O ex-secretário de Estado negou e garantiu que “nenhum secretário de Estado tem poder para marcar e influenciar ou violar a consciência e a autonomia de qualquer médico”. Tendo esta semana assumido que, afinal, não se lembra. “Não posso negar uma coisa de que não me lembro”, afirmou em declarações à SIC Notícias.

Mas segundo adiantou a TVI/CNN Portugal, Lacerda Sales terá mesmo tido reuniões com o filho do Presidente da República, Nuno Rebelo de Sousa. Confrontado com esta informação apurada na quinta-feira, o agora deputado do PS não nega tais contactos, dizendo que as explicações serão dadas "em sede própria".

Entretanto, o primeiro-ministro demissionário confirmou que recebeu uma comunicação da Casa Civil da Presidência da República e que o processo das gémeas seguiu o trâmite habitual: Fazemos o que habitualmente fazemos com esse expediente: há um reencaminhamento para os ministérios competentes em razão da matéria. Ponto final", adiantou.

E a família? O que fizeram os pais das meninas?

O primeiro contacto com a mãe e o pai das gémeas foi com o Hospital Dona Estefânia, a 14 de outubro de 2019. E esta unidade hospitalar foi clara ao sublinhar que não havia condições para administrar o tratamento, destacando que o mesmo “não está incluído no orçamento do hospital e é primeiro inserido numa plataforma informática do Ministério da Saúde para integrar o orçamento deste ministério”. 

O que é certo é que o casal conseguiu a marcação de uma consulta no Hospital de Santa Maria. O advogado da família sublinhou à CNN Portugal que não houve “qualquer intervenção fora da legalidade e, se a houve, a qual refuta, não dependeu de qualquer pedido ou influência sua”. Negando ainda que a família tenha metido uma cunha ou “sequer conheça o filho do Presidente da República". 

A resposta surge depois de a TVI/CNN Portugal terem tido acesso a um vídeo que mostra a mãe das crianças a admitir a existência de uma cunha. “Nós usámos os nossos contactos. Foi aí que entrou o pistolão. Eu conhecia a nora do Presidente, que conhecia o ministro da Saúde, que mandou um e-mail para o hospital e disse: 'E o caso das meninas? Começaram a receber ordens superiores", afirmou.

O caso está a ser investigado?

O Ministério Público já está a investigar este caso desde o início do mês de novembro.

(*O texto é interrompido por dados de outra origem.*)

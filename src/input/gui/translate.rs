use crate::controllers::interactive::events::InputEvent;
use crate::core::data::point::ScreenPoint;
use crate::input::gui::touch::TouchTracker;
use winit::event::{ElementState, MouseButton, MouseScrollDelta, WindowEvent};

/// Maps winit window events onto controller input.
///
/// Mouse button events carry no position in winit, so the last cursor
/// position is remembered here.
#[derive(Debug, Default)]
pub struct PointerTranslator {
    cursor: ScreenPoint,
    touches: TouchTracker,
}

impl PointerTranslator {
    pub fn translate(&mut self, event: &WindowEvent) -> Option<InputEvent> {
        match event {
            WindowEvent::CursorMoved { position, .. } => {
                self.cursor = ScreenPoint::new(position.x, position.y);
                Some(InputEvent::MouseMove {
                    position: self.cursor,
                })
            }
            WindowEvent::MouseInput {
                state,
                button: MouseButton::Left,
                ..
            } => Some(match state {
                ElementState::Pressed => InputEvent::MouseDown {
                    position: self.cursor,
                },
                ElementState::Released => InputEvent::MouseUp,
            }),
            WindowEvent::CursorLeft { .. } => Some(InputEvent::MouseUp),
            WindowEvent::MouseWheel { delta, .. } => {
                wheel_delta_y(*delta).map(|delta_y| InputEvent::Wheel {
                    position: self.cursor,
                    delta_y,
                })
            }
            WindowEvent::Touch(touch) => self.touches.apply(
                touch.id,
                touch.phase,
                ScreenPoint::new(touch.location.x, touch.location.y),
            ),
            _ => None,
        }
    }
}

/// winit reports scrolling up as a positive y; the controller expects the
/// opposite sign. A zero delta carries no direction and is dropped.
pub fn wheel_delta_y(delta: MouseScrollDelta) -> Option<f64> {
    let y = match delta {
        MouseScrollDelta::LineDelta(_, y) => f64::from(y),
        MouseScrollDelta::PixelDelta(position) => position.y,
    };

    (y != 0.0).then_some(-y)
}
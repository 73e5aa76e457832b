use crate::core::data::colour::Colour;

/// Converts an HSL triple (each component in `0.0..=1.0`) to RGB.
#[must_use]
pub fn hsl_to_rgb(hue: f64, saturation: f64, lightness: f64) -> Colour {
    if saturation == 0.0 {
        let grey = to_channel(lightness);
        return Colour::new(grey, grey, grey);
    }

    let q = if lightness < 0.5 {
        lightness * (1.0 + saturation)
    } else {
        lightness + saturation - lightness * saturation
    };
    let p = 2.0 * lightness - q;

    Colour {
        r: to_channel(hue_to_channel(p, q, hue + 1.0 / 3.0)),
        g: to_channel(hue_to_channel(p, q, hue)),
        b: to_channel(hue_to_channel(p, q, hue - 1.0 / 3.0)),
    }
}

fn hue_to_channel(p: f64, q: f64, mut t: f64) -> f64 {
    if t < 0.0 {
        t += 1.0;
    }
    if t > 1.0 {
        t -= 1.0;
    }

    if t < 1.0 / 6.0 {
        p + (q - p) * 6.0 * t
    } else if t < 1.0 / 2.0 {
        q
    } else if t < 2.0 / 3.0 {
        p + (q - p) * (2.0 / 3.0 - t) * 6.0
    } else {
        p
    }
}

fn to_channel(value: f64) -> u8 {
    (value * 255.0).round().clamp(0.0, 255.0) as u8
}

#[cfg(test)]
mod tests {
    use super::*;

    #[test]
    fn test_primary_hues() {
        assert_eq!(hsl_to_rgb(0.0, 1.0, 0.5), Colour::new(255, 0, 0));
        assert_eq!(hsl_to_rgb(1.0 / 3.0, 1.0, 0.5), Colour::new(0, 255, 0));
        assert_eq!(hsl_to_rgb(2.0 / 3.0, 1.0, 0.5), Colour::new(0, 0, 255));
    }

    #[test]
    fn test_secondary_hue() {
        assert_eq!(hsl_to_rgb(60.0 / 360.0, 1.0, 0.5), Colour::new(255, 255, 0));
    }

    #[test]
    fn test_zero_saturation_is_grey() {
        assert_eq!(hsl_to_rgb(0.7, 0.0, 0.5), Colour::new(128, 128, 128));
        assert_eq!(hsl_to_rgb(0.7, 0.0, 1.0), Colour::new(255, 255, 255));
    }

    #[test]
    fn test_lightness_extremes() {
        assert_eq!(hsl_to_rgb(0.3, 1.0, 0.0), Colour::BLACK);
        assert_eq!(hsl_to_rgb(0.3, 1.0, 1.0), Colour::new(255, 255, 255));
    }
}
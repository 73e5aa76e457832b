/// Integer pixel dimensions of a drawing surface.
///
/// A zero-area size is representable: the rasterizer treats it as a no-op.
#[derive(Debug, Copy, Clone, PartialEq, Eq, Default)]
pub struct CanvasSize {
    pub width: u32,
    pub height: u32,
}

impl CanvasSize {
    #[must_use]
    pub const fn new(width: u32, height: u32) -> Self {
        Self { width, height }
    }

    #[must_use]
    pub const fn is_empty(&self) -> bool {
        self.width == 0 || self.height == 0
    }

    #[must_use]
    pub fn pixel_count(&self) -> usize {
        self.width as usize * self.height as usize
    }
}
use crate::core::actions::rasterize::ports::colour_map::ColourMap;
use crate::core::actions::rasterize::ports::escape_evaluator::EscapeEvaluator;
use crate::core::actions::rasterize::rasterize::{RenderSettings, rasterize};
use crate::core::actions::rasterize::rasterize_rayon::rasterize_rayon;
use crate::core::colour_mapping::factory::colour_map_factory;
use crate::core::config::explorer_config::ExplorerConfig;
use crate::core::data::canvas_size::CanvasSize;
use crate::core::data::pixel_buffer::PixelBuffer;
use crate::core::data::viewport::Viewport;
use crate::core::fractals::quadratic_family::factory::escape_evaluator_factory;

/// The evaluator, colour map and settings chosen for one render session.
pub struct RenderPipeline {
    evaluator: Box<dyn EscapeEvaluator>,
    colour_map: Box<dyn ColourMap>,
    settings: RenderSettings,
}

impl RenderPipeline {
    #[must_use]
    pub fn new(
        evaluator: Box<dyn EscapeEvaluator>,
        colour_map: Box<dyn ColourMap>,
        settings: RenderSettings,
    ) -> Self {
        Self {
            evaluator,
            colour_map,
            settings,
        }
    }

    #[must_use]
    pub fn from_config(config: &ExplorerConfig) -> Self {
        Self::new(
            escape_evaluator_factory(config.evaluator_kind),
            colour_map_factory(config.colour_map_kind),
            config.render_settings(),
        )
    }

    #[must_use]
    pub fn settings(&self) -> &RenderSettings {
        &self.settings
    }

    #[must_use]
    pub fn evaluator(&self) -> &dyn EscapeEvaluator {
        self.evaluator.as_ref()
    }

    #[must_use]
    pub fn colour_map(&self) -> &dyn ColourMap {
        self.colour_map.as_ref()
    }

    #[must_use]
    pub fn render(&self, viewport: &Viewport, size: CanvasSize) -> PixelBuffer {
        rasterize(
            viewport,
            size,
            self.evaluator.as_ref(),
            self.colour_map.as_ref(),
            &self.settings,
        )
    }

    #[must_use]
    pub fn render_rayon(&self, viewport: &Viewport, size: CanvasSize) -> PixelBuffer {
        rasterize_rayon(
            viewport,
            size,
            self.evaluator.as_ref(),
            self.colour_map.as_ref(),
            &self.settings,
        )
    }
}

impl std::fmt::Debug for RenderPipeline {
    fn fmt(&self, f: &mut std::fmt::Formatter<'_>) -> std::fmt::Result {
        f.debug_struct("RenderPipeline")
            .field("evaluator", &self.evaluator.display_name())
            .field("colour_map", &self.colour_map.display_name())
            .field("settings", &self.settings)
            .finish()
    }
}
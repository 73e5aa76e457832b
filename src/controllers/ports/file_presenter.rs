use std::path::Path;

use crate::core::data::pixel_buffer::PixelBuffer;

/// Persists a finished frame to the filesystem.
pub trait FilePresenterPort {
    fn present(&self, buffer: &PixelBuffer, filepath: impl AsRef<Path>) -> std::io::Result<()>;
}
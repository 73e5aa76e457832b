/// The five coefficients of the quadratic-family recurrence.
///
/// Values are raw: each evaluator decides how to normalise them before
/// iterating.
#[derive(Debug, Copy, Clone, PartialEq)]
pub struct FormulaParams {
    /// Weight of the `z²` term.
    pub square_gain: f64,
    /// Weight of the seed point added every step.
    pub seed_gain: f64,
    /// Weight of the `2xy` cross term.
    pub cross_gain: f64,
    /// Amplitude of the sinusoidal perturbation.
    pub wave_amplitude: f64,
    /// Frequency of the sinusoidal perturbation.
    pub wave_frequency: f64,
}

impl FormulaParams {
    #[must_use]
    pub const fn new(
        square_gain: f64,
        seed_gain: f64,
        cross_gain: f64,
        wave_amplitude: f64,
        wave_frequency: f64,
    ) -> Self {
        Self {
            square_gain,
            seed_gain,
            cross_gain,
            wave_amplitude,
            wave_frequency,
        }
    }

    #[must_use]
    pub fn is_finite(&self) -> bool {
        self.as_array().iter().all(|value| value.is_finite())
    }

    #[must_use]
    pub fn as_array(&self) -> [f64; 5] {
        [
            self.square_gain,
            self.seed_gain,
            self.cross_gain,
            self.wave_amplitude,
            self.wave_frequency,
        ]
    }
}

impl From<[f64; 5]> for FormulaParams {
    fn from(values: [f64; 5]) -> Self {
        let [square_gain, seed_gain, cross_gain, wave_amplitude, wave_frequency] = values;

        Self::new(
            square_gain,
            seed_gain,
            cross_gain,
            wave_amplitude,
            wave_frequency,
        )
    }
}
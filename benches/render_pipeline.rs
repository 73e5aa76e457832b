use criterion::{BenchmarkId, Criterion, black_box, criterion_group, criterion_main};
use fractal_canvas::{CanvasSize, ExplorerConfig, RenderPipeline};

fn bench_render_pipeline(c: &mut Criterion) {
    let config = ExplorerConfig::showcase();
    let pipeline = RenderPipeline::from_config(&config);
    let viewport = match config.initial_viewport() {
        Ok(viewport) => viewport,
        Err(err) => panic!("showcase config is invalid: {err}"),
    };

    let mut group = c.benchmark_group("render_pipeline");

    for (width, height) in [(320, 240), (800, 600)] {
        let size = CanvasSize::new(width, height);
        let label = format!("{width}x{height}");

        group.bench_with_input(BenchmarkId::new("sequential", &label), &size, |b, &size| {
            b.iter(|| pipeline.render(black_box(&viewport), size));
        });

        group.bench_with_input(BenchmarkId::new("rayon", &label), &size, |b, &size| {
            b.iter(|| pipeline.render_rayon(black_box(&viewport), size));
        });
    }

    group.finish();
}

criterion_group!(benches, bench_render_pipeline);
criterion_main!(benches);
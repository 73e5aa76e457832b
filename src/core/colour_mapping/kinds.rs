#[derive(Debug, Clone, Copy, PartialEq, Eq, Default)]
pub enum ColourMapKinds {
    #[default]
    TwoToneGradient,
    SmoothHue,
}

impl ColourMapKinds {
    pub const ALL: &'static [Self] = &[Self::TwoToneGradient, Self::SmoothHue];

    #[must_use]
    pub const fn display_name(self) -> &'static str {
        match self {
            Self::TwoToneGradient => "Two-tone gradient",
            Self::SmoothHue => "Smooth hue",
        }
    }
}

impl std::fmt::Display for ColourMapKinds {
    fn fmt(&self, f: &mut std::fmt::Formatter<'_>) -> std::fmt::Result {
        f.write_str((*self).display_name())
    }
}
//! GUI input adapter for interactive fractal exploration.
//!
//! This module provides a windowed interface using winit for window management,
//! pixels for framebuffer rendering, and egui for the viewport overlay.

mod app;
pub mod errors;
pub mod touch;
pub mod translate;

pub use app::run_gui;
pub use errors::GuiError;
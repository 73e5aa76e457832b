use crate::controllers::render_file::RenderMode;
use crate::core::colour_mapping::kinds::ColourMapKinds;
use crate::core::config::explorer_config::ExplorerConfig;
use crate::core::data::canvas_size::CanvasSize;
use crate::core::data::complex::Complex;
use crate::core::data::formula_params::FormulaParams;
use crate::core::fractals::quadratic_family::kinds::EvaluatorKinds;
use clap::{Parser, ValueEnum};
use std::path::PathBuf;

#[derive(ValueEnum, Debug, Copy, Clone, PartialEq, Eq)]
pub enum FormulaArg {
    Tuned,
    Classic,
}

impl From<FormulaArg> for EvaluatorKinds {
    fn from(arg: FormulaArg) -> Self {
        match arg {
            FormulaArg::Tuned => Self::Tuned,
            FormulaArg::Classic => Self::Classic,
        }
    }
}

#[derive(ValueEnum, Debug, Copy, Clone, PartialEq, Eq)]
pub enum ColoursArg {
    TwoTone,
    SmoothHue,
}

impl From<ColoursArg> for ColourMapKinds {
    fn from(arg: ColoursArg) -> Self {
        match arg {
            ColoursArg::TwoTone => Self::TwoToneGradient,
            ColoursArg::SmoothHue => Self::SmoothHue,
        }
    }
}

/// Renders one frame of the fractal canvas to a PPM image.
///
/// Unset options fall back to the default (or `--showcase`) configuration.
#[derive(Parser, Debug)]
#[command(name = "fractal_canvas", version)]
pub struct RenderArgs {
    #[arg(long, default_value_t = 800)]
    pub width: u32,

    #[arg(long, default_value_t = 600)]
    pub height: u32,

    #[arg(short, long, default_value = "output/fractal.ppm")]
    pub output: PathBuf,

    /// Start from the close-up background framing.
    #[arg(long)]
    pub showcase: bool,

    #[arg(long)]
    pub max_iterations: Option<u32>,

    /// Plane extent covered by the canvas along each axis.
    #[arg(long)]
    pub scale: Option<f64>,

    #[arg(long, allow_hyphen_values = true)]
    pub center_x: Option<f64>,

    #[arg(long, allow_hyphen_values = true)]
    pub center_y: Option<f64>,

    /// Hue rotation in degrees, used by the smooth hue colours.
    #[arg(long, allow_hyphen_values = true)]
    pub offset: Option<f64>,

    #[arg(long, value_enum)]
    pub formula: Option<FormulaArg>,

    #[arg(long, value_enum)]
    pub colours: Option<ColoursArg>,

    /// Five comma separated formula coefficients, e.g. `2003,8,999,2024,2019`.
    #[arg(long, value_parser = parse_formula_params, allow_hyphen_values = true)]
    pub params: Option<FormulaParams>,

    /// Split rows across all cores.
    #[arg(long)]
    pub parallel: bool,
}

impl RenderArgs {
    #[must_use]
    pub fn canvas_size(&self) -> CanvasSize {
        CanvasSize::new(self.width, self.height)
    }

    #[must_use]
    pub fn render_mode(&self) -> RenderMode {
        if self.parallel {
            RenderMode::Parallel
        } else {
            RenderMode::Sequential
        }
    }

    /// Layers the given flags over the selected preset.
    ///
    /// Choosing a formula without `--params` also switches to that formula's
    /// default coefficients.
    #[must_use]
    pub fn to_config(&self) -> ExplorerConfig {
        let mut config = if self.showcase {
            ExplorerConfig::showcase()
        } else {
            ExplorerConfig::default()
        };

        if let Some(formula) = self.formula {
            config.evaluator_kind = formula.into();
            config.formula_params = config.evaluator_kind.default_params();
        }

        if let Some(colours) = self.colours {
            config.colour_map_kind = colours.into();
        }

        if let Some(params) = self.params {
            config.formula_params = params;
        }

        if let Some(max_iterations) = self.max_iterations {
            config.max_iterations = max_iterations;
        }

        if let Some(scale) = self.scale {
            config.initial_scale = scale;
        }

        if let Some(offset) = self.offset {
            config.colour_offset = offset;
        }

        config.center = Complex::new(
            self.center_x.unwrap_or(config.center.real),
            self.center_y.unwrap_or(config.center.imag),
        );

        config
    }
}

fn parse_formula_params(value: &str) -> Result<FormulaParams, String> {
    let parsed = value
        .split(',')
        .map(|part| {
            let part = part.trim();
            part.parse::<f64>()
                .map_err(|err| format!("`{}`: {}", part, err))
        })
        .collect::<Result<Vec<_>, _>>()?;

    let coefficients: [f64; 5] = parsed
        .try_into()
        .map_err(|values: Vec<f64>| {
            format!("expected 5 coefficients, got {}", values.len())
        })?;

    Ok(FormulaParams::from(coefficients))
}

Para além disso, corre uma auditoria interna no Santa Maria e uma terceira investigação encontra-se em processo de execução pela Inspeção-Geral das Atividades em Saúde (IGAS) para averiguar o cumprimento das "normas aplicáveis à prestação de cuidados a duas crianças gémeas tratadas com o medicamento Zolgensma".

Esta quinta-feira, o IGAS deu mais detalhes sobre o processo, sublinhando que está prevista a recolha de "mais evidências, documentais e testemunhais, junto de decisores, de vários níveis, que tenham tido intervenção no acesso das duas crianças à prestação de cuidados", acrescentou a instituição em comunicado, ainda que sem se referir em concreto a que decisores se refere. "Após esta fase de execução do processo de inspeção é elaborado um projeto de relatório, que é remetido a entidades e pessoas envolvidas, para o exercício do direito ao contraditório."